Idiocracy marches on

The New York Times reports on a genial, diligent MD who is afraid to go on a book tour:

“I’ll speak at a conference, say, to nurses,” he said. “But I wouldn’t go into a bookstore and sign books. It can get nasty. There are parents who really believe that vaccines hurt their children, and to them, I’m incredibly evil. They hate me.”

Dr. Offit, a pediatrician, is a mild, funny and somewhat rumpled 57-year-old. The chief of infectious diseases at the Children’s Hospital of Philadelphia, he is also the co-inventor of a vaccine against rotavirus, a diarrheal disease that kills 600,000 children a year in poor countries.

“When Jonas Salk invented polio vaccine, he was a hero — and I’m a terrorist?” he jokes, referring to a placard denouncing him at a recent demonstration by antivaccine activists outside the Centers for Disease Control and Prevention in Atlanta.

Of course, he is accused of being in it for the gold.

Should we care? Of course we should. Is this our fight? Of course it is.

Notice this part especially:

“Opponents of vaccines have taken the autism story hostage,” Dr. Offit said. “They don’t speak for all parents of autistic kids, they use fringe scientists and celebrities, they’ve set up cottage industries of false hope, and they’re hurting kids. Parents pay out of their pockets for dangerous treatments, they take out second mortgages to buy hyperbaric oxygen chambers. It’s just unconscionable.”


[Dr. Nancy J. Minshew] blamed journalists for “creating a conspiracy where there was none.” By acting as if there were two legitimate sides to the autism debate, she said, “the media has fed on this — it’s great for ratings.”


Arthur Allen, the author of “Vaccine: The Controversial Story of Medicine’s Greatest Lifesaver” (W. W. Norton, 2007), has publicly debated other journalists who argue that vaccines cause autism. Six years ago, he wrote a seminal article in The New York Times Magazine titled “The Not-So-Crackpot Autism Theory.” He later changed his mind and now “feels bad” about the article, he said, “because it helped get these people into the field who did a lot of damage.”

Dr. Offit’s book “needed to be written,” he said. But he is skeptical that it will end the struggle.

“There are still people who believe fluoride is dangerous, who think jet contrails cause cancer,” he said. “I’m waiting for the debate to get beyond that, but you’re not going to convert some people.”

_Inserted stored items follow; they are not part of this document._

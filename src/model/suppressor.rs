// 该文件是 Idscan （识卡） 项目的一部分。
// src/model/suppressor.rs - 非极大值抑制
//
// 本文件根据 Apache 许可证第 2.0 版（以下简称“许可证”）授权使用；
// 除非遵守该许可证条款，否则您不得使用本文件。
// 您可通过以下网址获取许可证副本：
// http://www.apache.org/licenses/LICENSE-2.0
// 除非适用法律要求或书面同意，根据本许可协议分发的软件均按“原样”提供，
// 不附带任何形式的明示或暗示的保证或条件。
// 有关许可权限与限制的具体条款，请参阅本许可协议。
//
// Copyright (C) 2026 Johann Li <me@qinka.pro>, Wareless Group

use thiserror::Error;
use tracing::{debug, error};

use crate::model::{Candidates, Detection, math::argmax};

#[derive(Error, Debug, PartialEq)]
pub enum SuppressError {
  #[error("候选框数量 {boxes} 与概率向量数量 {probabilities} 不一致")]
  LengthMismatch { boxes: usize, probabilities: usize },
  #[error("第 {index} 个概率向量长度为 {actual}, 标签数为 {expected}")]
  ClassCountMismatch {
    index: usize,
    expected: usize,
    actual: usize,
  },
}

/// 贪心非极大值抑制
///
/// 每轮选出全局得分最高的候选框及其类别，输出后将与之重叠
/// （IoU 超过阈值）的候选框在该类别上的概率清零。其他类别不受影响，
/// 因此同一区域仍可能以另一类别再次被选中。
#[derive(Debug, Clone)]
pub struct DetectionSuppressor {
  labels: Box<[String]>,
  max_detections: usize,
  probability_threshold: f32,
  iou_threshold: f32,
}

impl DetectionSuppressor {
  pub fn new(
    labels: Vec<String>,
    max_detections: usize,
    probability_threshold: f32,
    iou_threshold: f32,
  ) -> Self {
    Self {
      labels: labels.into_boxed_slice(),
      max_detections,
      probability_threshold,
      iou_threshold,
    }
  }

  pub fn labels(&self) -> &[String] {
    &self.labels
  }

  pub fn max_detections(&self) -> usize {
    self.max_detections
  }

  pub fn probability_threshold(&self) -> f32 {
    self.probability_threshold
  }

  pub fn iou_threshold(&self) -> f32 {
    self.iou_threshold
  }

  fn check(&self, candidates: &Candidates) -> Result<(), SuppressError> {
    if candidates.boxes.len() != candidates.probabilities.len() {
      error!(
        "候选框数量 {} 与概率向量数量 {} 不一致",
        candidates.boxes.len(),
        candidates.probabilities.len()
      );
      return Err(SuppressError::LengthMismatch {
        boxes: candidates.boxes.len(),
        probabilities: candidates.probabilities.len(),
      });
    }

    if let Some((index, probs)) = candidates
      .probabilities
      .iter()
      .enumerate()
      .find(|(_, probs)| probs.len() != self.labels.len())
    {
      error!(
        "第 {} 个概率向量长度为 {}, 标签数为 {}",
        index,
        probs.len(),
        self.labels.len()
      );
      return Err(SuppressError::ClassCountMismatch {
        index,
        expected: self.labels.len(),
        actual: probs.len(),
      });
    }

    Ok(())
  }

  /// 候选集合按值传入，抑制过程中的修改只作用于本次调用
  pub fn suppress(&self, candidates: Candidates) -> Result<Vec<Detection>, SuppressError> {
    self.check(&candidates)?;

    let Candidates {
      boxes,
      mut probabilities,
    } = candidates;

    let mut detections = Vec::new();
    if boxes.is_empty() {
      return Ok(detections);
    }

    let mut best = probabilities
      .iter()
      .map(|probs| argmax(probs).map_or(0.0, |(_, score)| score))
      .collect::<Vec<_>>();

    while detections.len() < self.max_detections {
      let Some((index, score)) = argmax(&best) else {
        break;
      };
      // NaN 同样在此终止
      if !(score > self.probability_threshold) {
        break;
      }

      let class = argmax(&probabilities[index]).map_or(0, |(class, _)| class);
      let winner = boxes[index];

      detections.push(Detection {
        score,
        label: self.labels[class].clone(),
        bbox: winner,
      });

      for (j, bbox) in boxes.iter().enumerate() {
        if j == index || winner.iou(bbox) > self.iou_threshold {
          probabilities[j][class] = 0.0;
          best[j] = argmax(&probabilities[j]).map_or(0.0, |(_, score)| score);
        }
      }
    }

    debug!(
      "非极大值抑制: {} 个候选框, 输出 {} 个检测结果",
      boxes.len(),
      detections.len()
    );
    Ok(detections)
  }
}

It’s not left vs right; it’s fantasy vs. evidence. Science actually resolves questions, but society seems to be losing its capacity to benefit from that. (I think it was actually better at it in the post WWII decades. This seems to be affecting all the English speaking countries; I can’t speak for the rest of the world.)

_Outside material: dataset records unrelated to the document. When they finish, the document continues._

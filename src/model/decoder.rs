// 该文件是 Idscan （识卡） 项目的一部分。
// src/model/decoder.rs - 网格锚框解码
//
// 本文件根据 Apache 许可证第 2.0 版（以下简称“许可证”）授权使用；
// 除非遵守该许可证条款，否则您不得使用本文件。
// 您可通过以下网址获取许可证副本：
// http://www.apache.org/licenses/LICENSE-2.0
// 除非适用法律要求或书面同意，根据本许可协议分发的软件均按“原样”提供，
// 不附带任何形式的明示或暗示的保证或条件。
// 有关许可权限与限制的具体条款，请参阅本许可协议。
//
// Copyright (C) 2026 Johann Li <me@qinka.pro>, Wareless Group

use thiserror::Error;
use tracing::{debug, error};

use crate::{
  model::{
    Anchor, BoundingBox, Candidates,
    math::{max_value, sigmoid, softmax_scaled},
  },
  tensor::OutputTensor,
};

/// x, y, w, h, objectness
const BOX_CHANNELS: usize = 5;

#[derive(Error, Debug, PartialEq)]
pub enum DecodeError {
  #[error("模型配置无效: 批次大小必须为 1, 实际为 {0}")]
  BatchMismatch(usize),
  #[error("模型配置无效: 通道数 {channels} 不能被锚框数 {anchors} 整除")]
  ChannelAnchorMismatch { channels: usize, anchors: usize },
  #[error("模型配置无效: 通道数 {channels} / 锚框数 {anchors} 对应 {actual} 个类别, 标签数为 {expected}")]
  ClassCountMismatch {
    channels: usize,
    anchors: usize,
    expected: usize,
    actual: isize,
  },
  #[error("锚框配置无效: {0}")]
  InvalidAnchors(String),
  #[error("标签表为空")]
  NoLabels,
}

/// 固定顺序的锚框表
#[derive(Debug, Clone, PartialEq)]
pub struct AnchorTable {
  anchors: Box<[Anchor]>,
}

impl AnchorTable {
  pub fn new(anchors: Vec<Anchor>) -> Result<Self, DecodeError> {
    if anchors.is_empty() {
      return Err(DecodeError::InvalidAnchors("锚框表为空".to_string()));
    }
    Ok(Self {
      anchors: anchors.into_boxed_slice(),
    })
  }

  /// 由 `[w0, h0, w1, h1, ...]` 形式的扁平数组构造
  pub fn from_flat(values: &[f32]) -> Result<Self, DecodeError> {
    if values.len() % 2 != 0 {
      return Err(DecodeError::InvalidAnchors(format!(
        "锚框数值个数必须为偶数, 实际为 {}",
        values.len()
      )));
    }
    let anchors = values
      .chunks_exact(2)
      .map(|pair| Anchor {
        width: pair[0],
        height: pair[1],
      })
      .collect();
    Self::new(anchors)
  }

  pub fn len(&self) -> usize {
    self.anchors.len()
  }

  pub fn is_empty(&self) -> bool {
    self.anchors.is_empty()
  }

  pub fn iter(&self) -> std::slice::Iter<'_, Anchor> {
    self.anchors.iter()
  }

  pub fn as_slice(&self) -> &[Anchor] {
    &self.anchors
  }
}

/// 将 `[1, C, H, W]` 输出张量解码为候选框
#[derive(Debug, Clone)]
pub struct BoxDecoder {
  anchors: AnchorTable,
  label_count: usize,
  probability_threshold: f32,
}

impl BoxDecoder {
  pub fn new(
    anchors: AnchorTable,
    label_count: usize,
    probability_threshold: f32,
  ) -> Result<Self, DecodeError> {
    if label_count == 0 {
      return Err(DecodeError::NoLabels);
    }
    Ok(Self {
      anchors,
      label_count,
      probability_threshold,
    })
  }

  pub fn anchors(&self) -> &AnchorTable {
    &self.anchors
  }

  pub fn label_count(&self) -> usize {
    self.label_count
  }

  pub fn probability_threshold(&self) -> f32 {
    self.probability_threshold
  }

  /// 检查张量形状与锚框、标签数是否一致
  pub fn check_shape(&self, tensor: &OutputTensor) -> Result<(), DecodeError> {
    let channels = tensor.channels();
    let anchors = self.anchors.len();

    if tensor.batch() != 1 {
      error!("批次大小必须为 1, 实际为 {}", tensor.batch());
      return Err(DecodeError::BatchMismatch(tensor.batch()));
    }

    if channels % anchors != 0 {
      error!("通道数 {} 不能被锚框数 {} 整除", channels, anchors);
      return Err(DecodeError::ChannelAnchorMismatch { channels, anchors });
    }

    let actual = (channels / anchors) as isize - BOX_CHANNELS as isize;
    if actual != self.label_count as isize {
      error!(
        "类别数不匹配: 张量对应 {} 个类别, 标签数为 {}",
        actual, self.label_count
      );
      return Err(DecodeError::ClassCountMismatch {
        channels,
        anchors,
        expected: self.label_count,
        actual,
      });
    }

    Ok(())
  }

  pub fn decode(&self, tensor: &OutputTensor) -> Result<Candidates, DecodeError> {
    self.check_shape(tensor)?;

    let height = tensor.height();
    let width = tensor.width();
    let per_anchor = BOX_CHANNELS + self.label_count;
    debug!(
      "解码张量: 形状 {:?}, 锚框数 {}, 类别数 {}",
      tensor.shape(),
      self.anchors.len(),
      self.label_count
    );

    let mut candidates = Candidates::default();
    let mut logits = vec![0.0f32; self.label_count];

    for grid_y in 0..height {
      for grid_x in 0..width {
        for (a, anchor) in self.anchors.iter().enumerate() {
          let base = a * per_anchor;
          let raw = |offset: usize| tensor.value(base + offset, grid_y, grid_x);

          let cx = (sigmoid(raw(0)) + grid_x as f32) / width as f32;
          let cy = (sigmoid(raw(1)) + grid_y as f32) / height as f32;
          let w = raw(2).exp() * anchor.width / width as f32;
          let h = raw(3).exp() * anchor.height / height as f32;
          let objectness = sigmoid(raw(4));

          for (c, logit) in logits.iter_mut().enumerate() {
            *logit = raw(BOX_CHANNELS + c);
          }
          let probabilities = softmax_scaled(&logits, objectness);

          if max_value(&probabilities) > self.probability_threshold {
            candidates.push(
              BoundingBox::new(cx - w / 2.0, cy - h / 2.0, w, h),
              probabilities,
            );
          }
        }
      }
    }

    debug!(
      "解码完成: {} 个网格单元, {} 个候选框",
      height * width * self.anchors.len(),
      candidates.len()
    );
    Ok(candidates)
  }
}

Engineering can provide great products, and people can tell. So we get really good razors and shave creams, for instance. Amazing stuff. But when science offers advice, the body politic can’t tell the real thing from the malicious nonsense. Confused people follow charlatans as if they were wise and treat real experts as if they were charlatans. The consequence for the charlatans may be comfortable, but for the rest of us the whole situation can be tragic.

By the way, Idiocracy is a very stupid movie. But is a very smart movie, too.